Au-delà des quelques initiatives récentes des mois de juin et juillet dont a rendu compte Regards-citoyens, force est de constater - et de déplorer - que l'embrouillamini qui affecte la mise en place des structures et du cadre de travail de l'UpM pèse sur la dynamique euroméditerranéenne, quelqu'en soit le vecteur.

 

Pour autant, en dépit de quelques appels, plus ou moins directs, à en revoir l'architecture (venant du Maroc, notamment), la nouvelle " organisation régionale " euroméditerranéenne serait pleinement sur les rails, même si chacun des pays participants paraît lui donner un contenu et une finalité différents.

Les lignes de partage ne sont pas nettes et elles traversent aussi bien le côté européen qu'arabe comme l'ensemble des pays tiers méditerranéens (la Turquie notamment, qui est à la fois soucieuse de ne favoriser aucune option qui puisse faire de l'UpM une alternative à son adhésion à l'UE, tout en veillant à ne pas être absente des rouages nouveaux qui se dessinent au titre du secrétariat, en replaçant le tout dans le contexte des rapports avec Chypre).

Des avis sont même émis hors de la zne, come celui du président Abdulaye Wade pour qui l'UpM ne servira qu'à " couper " les Nords-Africains de l'Afrique subsaharienne. Un point de vue similaire à celui exprimé par le " guide " lybien M. Khadafi.
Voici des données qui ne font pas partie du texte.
//! Domain models for mediagen
//!
//! Defines prompts, content records, artifacts and the typed payloads parsed
//! from content records.

pub mod artifact;
pub mod payload;
pub mod prompt;

pub use artifact::{ArtifactRecord, ArtifactType, NewArtifact};
pub use payload::{
    Composition, ImagePromptData, LyricSection, LyricsMetadata, LyricsPromptData, PromptPayload,
    TechnicalParams,
};
pub use prompt::{ArtifactStatus, ContentItem, EligibilityPolicy, PromptRecord, PromptType};
//! Configuration loader with dual-location support
//!
//! Loads configuration from:
//! 1. Default values
//! 2. User-level config: ~/.mediagen/mediagen.toml
//! 3. Project-level config: ./.mediagen/mediagen.toml
//!
//! Later configs override earlier ones key by key. An explicit path given on
//! the command line replaces both files.

use crate::config::schema::MediaConfig;
use crate::error::{MediaError, Result};
use std::path::{Path, PathBuf};
use tokio::fs;
use tracing::{debug, info};

const CONFIG_DIR: &str = ".mediagen";
const CONFIG_FILE: &str = "mediagen.toml";

/// Configuration loader that handles both user and project configs
#[derive(Debug, Clone)]
pub struct ConfigLoader {
    user_config_path: Option<PathBuf>,
    project_config_path: PathBuf,
    explicit_path: Option<PathBuf>,
}

impl ConfigLoader {
    /// Create a new config loader
    pub fn new() -> Self {
        Self {
            user_config_path: Self::default_user_config_path(),
            project_config_path: PathBuf::from(CONFIG_DIR).join(CONFIG_FILE),
            explicit_path: None,
        }
    }

    /// Load only `path`, on top of the defaults
    pub fn with_explicit_path(mut self, path: impl Into<PathBuf>) -> Self {
        self.explicit_path = Some(path.into());
        self
    }

    /// Override both search locations
    pub fn with_locations(mut self, user: Option<PathBuf>, project: PathBuf) -> Self {
        self.user_config_path = user;
        self.project_config_path = project;
        self
    }

    fn default_user_config_path() -> Option<PathBuf> {
        dirs::home_dir().map(|home| home.join(CONFIG_DIR).join(CONFIG_FILE))
    }

    /// Load and merge configuration, then expand `${VAR}` references
    pub async fn load(&self) -> Result<MediaConfig> {
        let mut merged = toml::Table::new();

        if let Some(path) = &self.explicit_path {
            info!(path = %path.display(), "Loading configuration");
            merged = Self::read_table(path).await?;
        } else {
            info!("Loading configuration with defaults");

            if let Some(user) = &self.user_config_path {
                match Self::read_optional(user).await? {
                    Some(table) => {
                        debug!(path = %user.display(), "Loaded user-level config");
                        merge_tables(&mut merged, table);
                    }
                    None => debug!(path = %user.display(), "User-level config not found"),
                }
            }

            match Self::read_optional(&self.project_config_path).await? {
                Some(table) => {
                    debug!(path = %self.project_config_path.display(), "Loaded project-level config");
                    merge_tables(&mut merged, table);
                }
                None => debug!(
                    path = %self.project_config_path.display(),
                    "Project-level config not found"
                ),
            }
        }

        let mut config = toml::Value::Table(merged).try_into::<MediaConfig>()?;
        config.resolve_env_vars();

        info!("Configuration loaded successfully");
        Ok(config)
    }

    async fn read_optional(path: &Path) -> Result<Option<toml::Table>> {
        if !path.exists() {
            return Ok(None);
        }
        Self::read_table(path).await.map(Some)
    }

    async fn read_table(path: &Path) -> Result<toml::Table> {
        let content = fs::read_to_string(path).await.map_err(|e| {
            MediaError::Config(format!("Failed to read config {}: {}", path.display(), e))
        })?;

        toml::from_str(&content).map_err(|e| {
            MediaError::Config(format!("Failed to parse config {}: {}", path.display(), e))
        })
    }

    pub fn user_config_path(&self) -> Option<&Path> {
        self.user_config_path.as_deref()
    }

    pub fn project_config_path(&self) -> &Path {
        &self.project_config_path
    }

    /// Files that would be read, in override order
    pub fn sources(&self) -> Vec<PathBuf> {
        match &self.explicit_path {
            Some(path) => vec![path.clone()],
            None => self
                .user_config_path
                .iter()
                .chain(std::iter::once(&self.project_config_path))
                .filter(|p| p.exists())
                .cloned()
                .collect(),
        }
    }
}

impl Default for ConfigLoader {
    fn default() -> Self {
        Self::new()
    }
}

/// Recursively overlay `overlay` onto `base`; nested tables merge, other values replace
fn merge_tables(base: &mut toml::Table, overlay: toml::Table) {
    for (key, value) in overlay {
        let incoming = match value {
            toml::Value::Table(incoming) => incoming,
            other => {
                base.insert(key, other);
                continue;
            }
        };
        if let Some(toml::Value::Table(existing)) = base.get_mut(&key) {
            merge_tables(existing, incoming);
            continue;
        }
        base.insert(key, toml::Value::Table(incoming));
    }
}
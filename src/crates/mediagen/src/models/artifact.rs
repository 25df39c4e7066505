//! Artifact model

use serde::{Deserialize, Serialize};
use std::fmt;

/// Kind of generated output
#[derive(Debug, Clone, Copy, PartialEq, Eq, Hash, Serialize, Deserialize)]
#[serde(rename_all = "lowercase")]
pub enum ArtifactType {
    Image,
    Audio,
}

impl ArtifactType {
    pub fn as_str(&self) -> &'static str {
        match self {
            Self::Image => "image",
            Self::Audio => "audio",
        }
    }

    pub fn parse(s: &str) -> Option<Self> {
        match s.trim().to_ascii_lowercase().as_str() {
            "image" => Some(Self::Image),
            "audio" => Some(Self::Audio),
            _ => None,
        }
    }
}

impl fmt::Display for ArtifactType {
    fn fmt(&self, f: &mut fmt::Formatter<'_>) -> fmt::Result {
        write!(f, "{}", self.as_str())
    }
}

impl std::str::FromStr for ArtifactType {
    type Err = String;

    fn from_str(s: &str) -> Result<Self, Self::Err> {
        Self::parse(s).ok_or_else(|| format!("unknown artifact type '{}'", s))
    }
}

/// An artifact about to be recorded
#[derive(Debug, Clone, PartialEq, Serialize, Deserialize)]
pub struct NewArtifact {
    pub prompt_id: i64,
    pub artifact_type: ArtifactType,
    /// Path relative to the output root, `/` separated
    pub file_path: String,
    pub preview_path: Option<String>,
    pub metadata: serde_json::Value,
}

impl NewArtifact {
    /// Create an artifact with empty metadata and no preview
    pub fn new(prompt_id: i64, artifact_type: ArtifactType, file_path: impl Into<String>) -> Self {
        Self {
            prompt_id,
            artifact_type,
            file_path: file_path.into(),
            preview_path: None,
            metadata: serde_json::Value::Object(serde_json::Map::new()),
        }
    }

    /// Builder: set preview path
    pub fn with_preview(mut self, preview_path: impl Into<String>) -> Self {
        self.preview_path = Some(preview_path.into());
        self
    }

    /// Builder: set metadata
    pub fn with_metadata(mut self, metadata: serde_json::Value) -> Self {
        self.metadata = metadata;
        self
    }
}

/// A recorded artifact
#[derive(Debug, Clone, PartialEq, Serialize, Deserialize)]
pub struct ArtifactRecord {
    pub id: i64,
    pub prompt_id: i64,
    pub artifact_type: ArtifactType,
    pub file_path: String,
    pub preview_path: Option<String>,
    pub metadata: serde_json::Value,
    /// Creation timestamp (Unix timestamp)
    pub created_at: i64,
    pub updated_at: i64,
}

impl ArtifactRecord {
    /// File name component of `file_path`
    pub fn file_name(&self) -> &str {
        self.file_path
            .rsplit('/')
            .next()
            .unwrap_or(self.file_path.as_str())
    }
}
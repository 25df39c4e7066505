//! Database management and migrations
//!
//! Provides the pooled SQLite connection used for plain reads, the embedded
//! schema migration, and the [`TransactionManager`] that every state change
//! goes through.

pub mod transaction;

pub use transaction::{
    run_in_transaction, CheckpointMode, CheckpointOutcome, IsolationLevel, TransactionManager,
    WalStats,
};

use crate::config::DatabaseConfig;
use crate::error::{MediaError, Result};
use sqlx::sqlite::{SqlitePool, SqlitePoolOptions};
use std::path::{Path, PathBuf};
use std::sync::Arc;
use std::time::Duration;
use tracing::{debug, info, warn};

/// Type alias for the database connection pool
pub type DatabasePool = SqlitePool;

/// Columns this crate needs on a `prompts` table the producer created first
const REQUIRED_PROMPT_COLUMNS: &[(&str, &str)] = &[
    ("prompt_text", "TEXT NOT NULL DEFAULT ''"),
    ("processing_started_at", "INTEGER"),
];

/// Database connection wrapper
#[derive(Clone, Debug)]
pub struct Database {
    pub(crate) pool: Arc<DatabasePool>,
    transactions: TransactionManager,
    path: PathBuf,
}

impl Database {
    /// Create a new database connection with default timeouts
    ///
    /// # Arguments
    /// * `database_path` - Path to the SQLite database file
    pub async fn new<P: AsRef<Path>>(database_path: P) -> Result<Self> {
        Self::with_timeouts(
            database_path,
            transaction::DEFAULT_BUSY_TIMEOUT,
            transaction::DEFAULT_CHECKPOINT_TIMEOUT,
        )
        .await
    }

    /// Create a new database connection from the `[database]` config section
    pub async fn from_config(config: &DatabaseConfig) -> Result<Self> {
        Self::with_timeouts(
            &config.path,
            Duration::from_secs(config.busy_timeout_secs),
            Duration::from_secs(config.checkpoint_timeout_secs),
        )
        .await
    }

    /// Create a new database connection with explicit lock timeouts
    ///
    /// # Arguments
    /// * `database_path` - Path to the SQLite database file
    /// * `busy_timeout` - How long writers wait on a locked database
    /// * `checkpoint_timeout` - How long checkpoints wait on a locked database
    pub async fn with_timeouts<P: AsRef<Path>>(
        database_path: P,
        busy_timeout: Duration,
        checkpoint_timeout: Duration,
    ) -> Result<Self> {
        let path = database_path.as_ref();

        if let Some(parent) = path.parent() {
            if !parent.as_os_str().is_empty() && !parent.exists() {
                std::fs::create_dir_all(parent).map_err(|e| {
                    MediaError::Database(format!("Failed to create database directory: {}", e))
                })?;
            }
        }

        debug!(path = %path.display(), "Connecting to database");

        let pool = SqlitePoolOptions::new()
            .max_connections(5)
            .connect_with(transaction::connect_options(path, busy_timeout))
            .await
            .map_err(|e| MediaError::Database(format!("Failed to connect to database: {}", e)))?;

        info!(path = %path.display(), "Database connection established");

        let transactions = TransactionManager::new(path)
            .with_busy_timeout(busy_timeout)
            .with_checkpoint_timeout(checkpoint_timeout);

        Ok(Self {
            pool: Arc::new(pool),
            transactions,
            path: path.to_path_buf(),
        })
    }

    /// Get a reference to the connection pool
    pub fn pool(&self) -> &DatabasePool {
        &self.pool
    }

    /// Transaction manager bound to this database file
    pub fn transactions(&self) -> &TransactionManager {
        &self.transactions
    }

    /// Path of the database file
    pub fn path(&self) -> &Path {
        &self.path
    }

    /// Run migrations on the database
    ///
    /// Migrations are embedded in the binary and located in ./migrations
    pub async fn run_migrations(&self) -> Result<()> {
        info!("Running database migrations");

        sqlx::migrate!("./migrations")
            .run(self.pool.as_ref())
            .await?;
        self.ensure_prompt_columns().await?;

        info!("Database migrations completed successfully");
        Ok(())
    }

    /// Add any column of [`REQUIRED_PROMPT_COLUMNS`] an existing `prompts`
    /// table lacks. Returns the names of the columns added.
    pub async fn ensure_prompt_columns(&self) -> Result<Vec<String>> {
        let added = self
            .transactions
            .immediate(|conn| {
                Box::pin(async move {
                    let existing: Vec<String> =
                        sqlx::query_scalar("SELECT name FROM pragma_table_info('prompts')")
                            .fetch_all(&mut *conn)
                            .await
                            .map_err(|e| {
                                MediaError::Database(format!("Failed to inspect prompts table: {}", e))
                            })?;

                    let mut added = Vec::new();
                    for (column, definition) in REQUIRED_PROMPT_COLUMNS {
                        if existing.iter().any(|name| name.eq_ignore_ascii_case(column)) {
                            continue;
                        }
                        sqlx::query(&format!("ALTER TABLE prompts ADD COLUMN {} {}", column, definition))
                            .execute(&mut *conn)
                            .await
                            .map_err(|e| {
                                MediaError::Database(format!("Failed to add prompts.{}: {}", column, e))
                            })?;
                        added.push(column.to_string());
                    }
                    Ok(added)
                })
            })
            .await?;

        for column in &added {
            warn!(column = %column, "Added missing column to prompts table");
        }
        Ok(added)
    }

    /// Perform a health check by running a simple query
    pub async fn health_check(&self) -> Result<()> {
        sqlx::query("SELECT 1")
            .execute(self.pool.as_ref())
            .await
            .map_err(|e| MediaError::Database(format!("Health check failed: {}", e)))?;

        Ok(())
    }

    /// Close the database connection
    pub async fn close(&self) {
        self.pool.close().await;
        info!("Database connection closed");
    }

    /// Open the database and run all migrations
    pub async fn initialize<P: AsRef<Path>>(database_path: P) -> Result<Self> {
        let db = Self::new(database_path).await?;
        db.run_migrations().await?;
        Ok(db)
    }
}
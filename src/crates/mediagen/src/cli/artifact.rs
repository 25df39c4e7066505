//! Artifact listing handlers

use crate::cli::{artifact_repository, ellipsize, format_timestamp, open_database};
use crate::config::MediaConfig;
use crate::error::Result;
use crate::models::{ArtifactRecord, ArtifactType};
use colored::Colorize;
use tabled::{Table, Tabled};

#[derive(Tabled)]
struct ArtifactRow {
    #[tabled(rename = "ID")]
    id: i64,
    #[tabled(rename = "Prompt")]
    prompt_id: i64,
    #[tabled(rename = "Type")]
    artifact_type: String,
    #[tabled(rename = "File")]
    file_path: String,
    #[tabled(rename = "Preview")]
    preview: String,
    #[tabled(rename = "Created")]
    created: String,
}

impl From<&ArtifactRecord> for ArtifactRow {
    fn from(artifact: &ArtifactRecord) -> Self {
        Self {
            id: artifact.id,
            prompt_id: artifact.prompt_id,
            artifact_type: artifact.artifact_type.to_string(),
            file_path: ellipsize(&artifact.file_path, 60),
            preview: artifact
                .preview_path
                .as_deref()
                .map(|p| ellipsize(p, 40))
                .unwrap_or_else(|| "-".to_string()),
            created: format_timestamp(artifact.created_at),
        }
    }
}

fn print_artifacts(artifacts: &[ArtifactRecord], json: bool) -> Result<()> {
    if json {
        println!("{}", serde_json::to_string_pretty(artifacts)?);
        return Ok(());
    }
    if artifacts.is_empty() {
        println!("{}", "No artifacts found".yellow());
        return Ok(());
    }
    let rows: Vec<ArtifactRow> = artifacts.iter().map(ArtifactRow::from).collect();
    println!("{}", Table::new(rows));
    println!("\n{} {} artifact(s)", "Total:".bold(), artifacts.len());
    Ok(())
}

/// Handle artifacts command for one prompt, newest first
pub async fn handle_for_prompt(config: &MediaConfig, prompt_id: i64, json: bool) -> Result<()> {
    let db = open_database(config).await?;
    let artifacts = artifact_repository(db).get_for_prompt(prompt_id).await?;
    print_artifacts(&artifacts, json)
}

/// Handle artifacts command without a prompt: most recent of one type
pub async fn handle_recent(
    config: &MediaConfig,
    artifact_type: ArtifactType,
    limit: u32,
    json: bool,
) -> Result<()> {
    let db = open_database(config).await?;
    let artifacts = artifact_repository(db)
        .list_recent(artifact_type, limit)
        .await?;
    print_artifacts(&artifacts, json)
}
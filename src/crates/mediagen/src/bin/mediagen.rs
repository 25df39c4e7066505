//! mediagen CLI - render pending prompts into images and songs
//!
//! Main entry point for the mediagen command-line tool.

use clap::{Parser, Subcommand};
use mediagen::cli;
use mediagen::{ArtifactStatus, ArtifactType, CheckpointMode, ConfigLoader, PromptType};
use std::path::PathBuf;

#[derive(Parser)]
#[command(name = "mediagen")]
#[command(about = "Generate images and songs for prompts in a shared SQLite database", long_about = None)]
#[command(version = env!("CARGO_PKG_VERSION"))]
struct Cli {
    /// Configuration file, replacing the user and project files
    #[arg(short, long, global = true, env = "MEDIAGEN_CONFIG")]
    config: Option<PathBuf>,

    /// Log level or filter directives, e.g. debug or mediagen=trace
    #[arg(long, global = true)]
    log_level: Option<String>,

    /// Shorthand for --log-level debug
    #[arg(short, long, global = true)]
    verbose: bool,

    #[command(subcommand)]
    command: Commands,
}

#[derive(Subcommand)]
enum Commands {
    /// Check configuration, paths and the engine setup
    Validate,

    /// Create or upgrade the database schema
    Migrate,

    /// List prompts: eligible ones by default, or by status
    List {
        /// Prompt type: image or lyrics
        #[arg(short = 't', long = "type")]
        prompt_type: Option<PromptType>,
        /// Status: pending, processing, ready, error
        #[arg(short, long)]
        status: Option<ArtifactStatus>,
        /// Maximum rows
        #[arg(short, long, default_value_t = 50)]
        limit: u32,
    },

    /// Show one prompt with its content
    Show {
        /// Prompt ID
        id: i64,
    },

    /// Generate media in the foreground with progress
    Generate {
        /// Prompt IDs; eligible prompts are picked when omitted
        ids: Vec<i64>,
        /// Restrict picking to one prompt type: image or lyrics
        #[arg(short = 't', long = "type")]
        prompt_type: Option<PromptType>,
        /// Maximum prompts picked per type
        #[arg(short, long, default_value_t = 10)]
        limit: u32,
    },

    /// Run one reclaim and generation pass, then exit
    RunOnce {
        /// Print the pass report as JSON
        #[arg(long)]
        json: bool,
    },

    /// Run generation passes on an interval until interrupted
    Serve {
        /// Seconds between passes, overriding the configuration
        #[arg(short, long)]
        interval: Option<u64>,
    },

    /// Return prompts stuck in processing to pending
    Reclaim {
        /// Age in seconds after which a claim is stale
        #[arg(long)]
        older_than: Option<u64>,
    },

    /// Put errored prompts back in the queue
    Reset {
        /// Prompt IDs
        #[arg(required = true)]
        ids: Vec<i64>,
    },

    /// List artifacts of a prompt, or the most recent ones
    Artifacts {
        /// Prompt ID
        prompt_id: Option<i64>,
        /// Artifact type when listing recent ones: image or audio
        #[arg(short = 't', long = "type", default_value = "image")]
        artifact_type: ArtifactType,
        /// Maximum rows when listing recent ones
        #[arg(short, long, default_value_t = 20)]
        limit: u32,
        /// Output as JSON
        #[arg(long)]
        json: bool,
    },

    /// Force a WAL checkpoint
    Checkpoint {
        /// Mode: passive, full, restart, truncate
        #[arg(short, long, default_value = "passive")]
        mode: CheckpointMode,
    },

    /// Show queue depth and WAL statistics
    Stats {
        /// Output as JSON
        #[arg(long)]
        json: bool,
    },
}

#[tokio::main]
async fn main() -> anyhow::Result<()> {
    let cli = Cli::parse();

    let loader = match &cli.config {
        Some(path) => ConfigLoader::new().with_explicit_path(path.clone()),
        None => ConfigLoader::new(),
    };
    let config = loader.load().await?;

    let level = if cli.verbose {
        Some("debug")
    } else {
        cli.log_level.as_deref()
    };
    mediagen::logging::init_logging(&config.logging, level)?;

    match cli.command {
        Commands::Validate => cli::maintenance::handle_validate(&config, &loader)?,
        Commands::Migrate => cli::maintenance::handle_migrate(&config).await?,
        Commands::List {
            prompt_type,
            status,
            limit,
        } => cli::prompt::handle_list(&config, prompt_type, status, limit).await?,
        Commands::Show { id } => cli::prompt::handle_show(&config, id).await?,
        Commands::Generate {
            ids,
            prompt_type,
            limit,
        } => cli::generate::handle_generate(&config, ids, prompt_type, limit).await?,
        Commands::RunOnce { json } => cli::generate::handle_run_once(&config, json).await?,
        Commands::Serve { interval } => {
            let shutdown = mediagen::ShutdownCoordinator::new();
            let _signal_handler = shutdown.install_signal_handlers();
            cli::generate::handle_serve(&config, interval, &shutdown).await?;
        }
        Commands::Reclaim { older_than } => {
            cli::maintenance::handle_reclaim(&config, older_than).await?
        }
        Commands::Reset { ids } => cli::prompt::handle_reset(&config, ids).await?,
        Commands::Artifacts {
            prompt_id,
            artifact_type,
            limit,
            json,
        } => match prompt_id {
            Some(id) => cli::artifact::handle_for_prompt(&config, id, json).await?,
            None => cli::artifact::handle_recent(&config, artifact_type, limit, json).await?,
        },
        Commands::Checkpoint { mode } => cli::maintenance::handle_checkpoint(&config, mode).await?,
        Commands::Stats { json } => cli::maintenance::handle_stats(&config, json).await?,
    }

    Ok(())
}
Ce souci africain - qui plaide pour une approche " continentale " medafricaine - n'est pas pris à la légère ni à la Commission européenne ni à Paris puisqu'un des anciens ministres français à la Coopération, Olivier Stirn, a été chargé, au sein de l'équipe qui gère l'UpM à Paris, d'imaginer un schéma permettant de " jeter des passerelles " entre les politiques euroafricaines et euroméditerranéennes.

" Le bébé est né mais nous ne cessons de débattre de sa conception et des caractéristiques à lui donner ", " Vous n'avez pas compris ? Alors, nous sommes deux ! " entend-on ici ou là.

On s'est interrogé jusqu'au voyage du Président Sarkozy à Stockholm, début juillet, sur  l'attitude de la Présidence suédoise qui, comme la Belgique lorsque viendra son tour d'exercer la présidence du Conseil de l'Union au cours du second semestre 2010, a fait savoir qu'elle ne souhaitait pas abondonner ses prérogatives à la tête de l'UpM à d'autres, contrairement à la République tchèque et à ce qu'envisage l'Espagne pour le prochain semestre (de mon point, plus tactiquement que sincèrement eu égard au calendrier européen qui verra très certainement le traité de Lisbonne entrer en vigueur lorsqu'elle assumera la responsabilité de la présidence du Conseil de l'UE ...). Car cette forte détermination se heurte à une double réalité : la ferme volonté de la France de demeurer co-présidente de l'UpM envers et contre tout et d'achever un mandat de 2 ans en dérogeant à la régle de rotation en usage dans l'UE, ainsi que la crainte de la Suède de disperser ses faibles " ressources humaines " toutes mobilisées dans l'accomplissement de son mandat europeéen. Une solution équilibrée a été trouvée sous la forme d'une sorte de " co-coprésidence " (situation qui anticipe celle qui résultera de la mise en oeuvre des dispositions idoines du traité de Lisbonne si aucun arrangement politique formel n'intervient d'ici là). La Suède coprésidera les réunions à caractère politique (notamment les rencontres organisées au niveau des haut fonctionnaires), la France co-présidant le reste, en particulier les réunions sectorielles et techniques comme celle qui a eu lieu fin juin à Paris autour des projets de développement durable, considérée comme un " succès " mais dont nul ne s'aventure à tirer des conclusions politiques sur la relance du dialogue, quand bien même un ministre israélien y a côtoyé des ministres arabes - maghrébins, jordaniens, syriens, etc. -; sauf à Paris où une intense campagne médiatique - dont les Français sont désormais coutumiers - a fait de cette rencontre le point d'orgue de la fin des blocages politiques entre Israël et le monde arabe qui entravait le bon fonctionnement de l'UpM.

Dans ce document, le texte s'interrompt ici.